The energy Jordan Hill displayed with his rebounding and putbacks left Byron Scott giddy, the former Time Warner Cable SportsNet analyst believing Hill could consistently produce double doubles if only granted more consistent minutes and featured in a more deliberate offense.
Once he became the Lakers’ coach this past season, Scott afforded Hill those opportunities. But despite Hill posting career-highs in points (12), rebounds (7.9), starts (57) and minutes (26.8) in the Lakers’ 21-61 2014-15 season, his exit interview last week featured Scott focusing more on what Hill lacked.
“He was disappointed he didn’t see that energy,” Hill said. “That’s something else I need to work on.”
That marks one of many reasons why the Lakers feel unsure if they will exercise his $9 million team option before June 30. Just like how it has become with any player on their roster, the Lakers are placing more priority on the NBA Draft on June 25 and the marquee stars once free agency begins on July 1.
“It’s going to be a big offseason for the Lakers,” Hill said. “It’s up in the air right now. They don’t know what’s going to happen. I have to stay positive and hope everything will fall into plan.”
Not everything went according to plan for Hill.
He started off strongly, averaging 13.9 points on 48.9 percent shooting and 9.7 rebounds through 15 games in November, team performances that only ranked lower than Kobe Bryant. Hill also showed positive signs surrounding an emerging mid-range jumper, something former Lakers coach Mike D’Antoni also encouraged without much success. But then Hill’s numbers went down in December (10.7 points on 45.8 percent shooting, 9.7 rebounds) and up in January (13.1 points on 48.5 percent shooting, 6.1 rebounds). Hill suffered more inconsistency in February (10.8 points on 38.6-percent shooting, 6.4 rebounds) and in April (8.4 points on 38 percent shooting, 4.6 rebounds).
“The first month, I was showing the energy,” Hill said. “But it was the first time having all these minutes on my hands. I started feeling myself going down and feeling fatigued. It wasn’t something I was used to. I just decided to pace myself a little bit more. That’s where the energy started to slide off a little bit.”

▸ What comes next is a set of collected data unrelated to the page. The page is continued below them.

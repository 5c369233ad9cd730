//! Response envelopes used by the RecipeBox API
//!
//! The server is inconsistent about wrapping: single resources arrive either
//! bare or under a named key depending on the endpoint.

use recipebox_domain::{Recipe, UserProfile};
use serde::Deserialize;

#[derive(Debug, Default, Deserialize)]
pub(crate) struct RecipeList {
    #[serde(default)]
    pub recipes: Vec<Recipe>,
}

/// Some endpoints answer with a list only wrapped, a few with a bare array
#[derive(Debug, Deserialize)]
#[serde(untagged)]
pub(crate) enum RecipeListEnvelope {
    Wrapped(RecipeList),
    Bare(Vec<Recipe>),
}

impl RecipeListEnvelope {
    pub(crate) fn into_recipes(self) -> Vec<Recipe> {
        match self {
            Self::Wrapped(list) => list.recipes,
            Self::Bare(recipes) => recipes,
        }
    }
}

#[derive(Debug, Deserialize)]
#[serde(untagged)]
pub(crate) enum RecipeEnvelope {
    Data { data: Recipe },
    Recipe { recipe: Recipe },
    Bare(Recipe),
}

impl RecipeEnvelope {
    pub(crate) fn into_recipe(self) -> Recipe {
        match self {
            Self::Data { data } => data,
            Self::Recipe { recipe } => recipe,
            Self::Bare(recipe) => recipe,
        }
    }
}

#[derive(Debug, Deserialize)]
#[serde(untagged)]
pub(crate) enum UserEnvelope {
    Wrapped { user: UserProfile },
    Bare(UserProfile),
}

impl UserEnvelope {
    pub(crate) fn into_user(self) -> UserProfile {
        match self {
            Self::Wrapped { user } => user,
            Self::Bare(user) => user,
        }
    }
}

Scott has said Hill needs to improve his training regiment, though he declined to outline specifics out of uncertainty surrounding Hill’s training habits. Hill admitted he needs improvement in “just trying to take care of my body,” including cutting down on junk food and increasing his training workload. But amid his pledge he had given up alcohol the past year, accounts suggest Hill has also struggled with that change.
Yet, Hill sounded somewhat defiant he will still look to expand his game, including “hopefully to the three-point line next year.” He also downplayed any concerns on if his shaky play hurts his future with the Lakers after spending the past 3 1/2 seasons of a seven-year career here.
“Not at all. I know what I did and know what I need to do next time,” Hill said. “I did show improvement and progression. But I have to be aware of the next time and do what I have to do to take care of my body and take care of what I need to take care of.”
Part of Hill’s future goes beyond his own play.
If the Lakers land within the top five in the NBA lottery on May 19, Hill’s future could hinge on if their order is high enough to draft a talented big man, such as Duke’s Jahlil Okafor or Kentucky’s Karl Anthony Towns. If not, the Lakers would have to weigh the cost-benefit of Hill’s presence.
If they waive him, the Lakers will have an extra $24 million instead of $15 million in cap room to pursue a big man in free agency, including Memphis’ Marc Gasol, Portland’s LaMarcus Aldridge, Cleveland’s Kevin Love or the Clippers’ DeAndre Jordan. But that comes with the risk of the Lakers losing a decent role player.
The Lakers are assured of keeping Hill either by exercising his team option or declining it to renegotiate a new deal once he becomes a free agent. But that leaves the Lakers vulnerable of losing Hill without receiving anything in return.
“At some point,” Lakers general manager Mitch Kupchak said, “we’ll have to make an educated decision there on what to do.”
All of which Hill believes leaves him at an advantage. Kind of.
“That will help a lot, but anything can happen,” Hill said. “I’d love to come back here. But I understand and everybody understands it’s a business, especially for a franchise like the Lakers. It’s been up and down the past couple of years. It’s something new to a lot of people. So they’re just trying to get this organization back on track.”
Hill also pledges he will get back on track, aware that his increased production and playing time this season did not correlate with substantial growth everywhere else.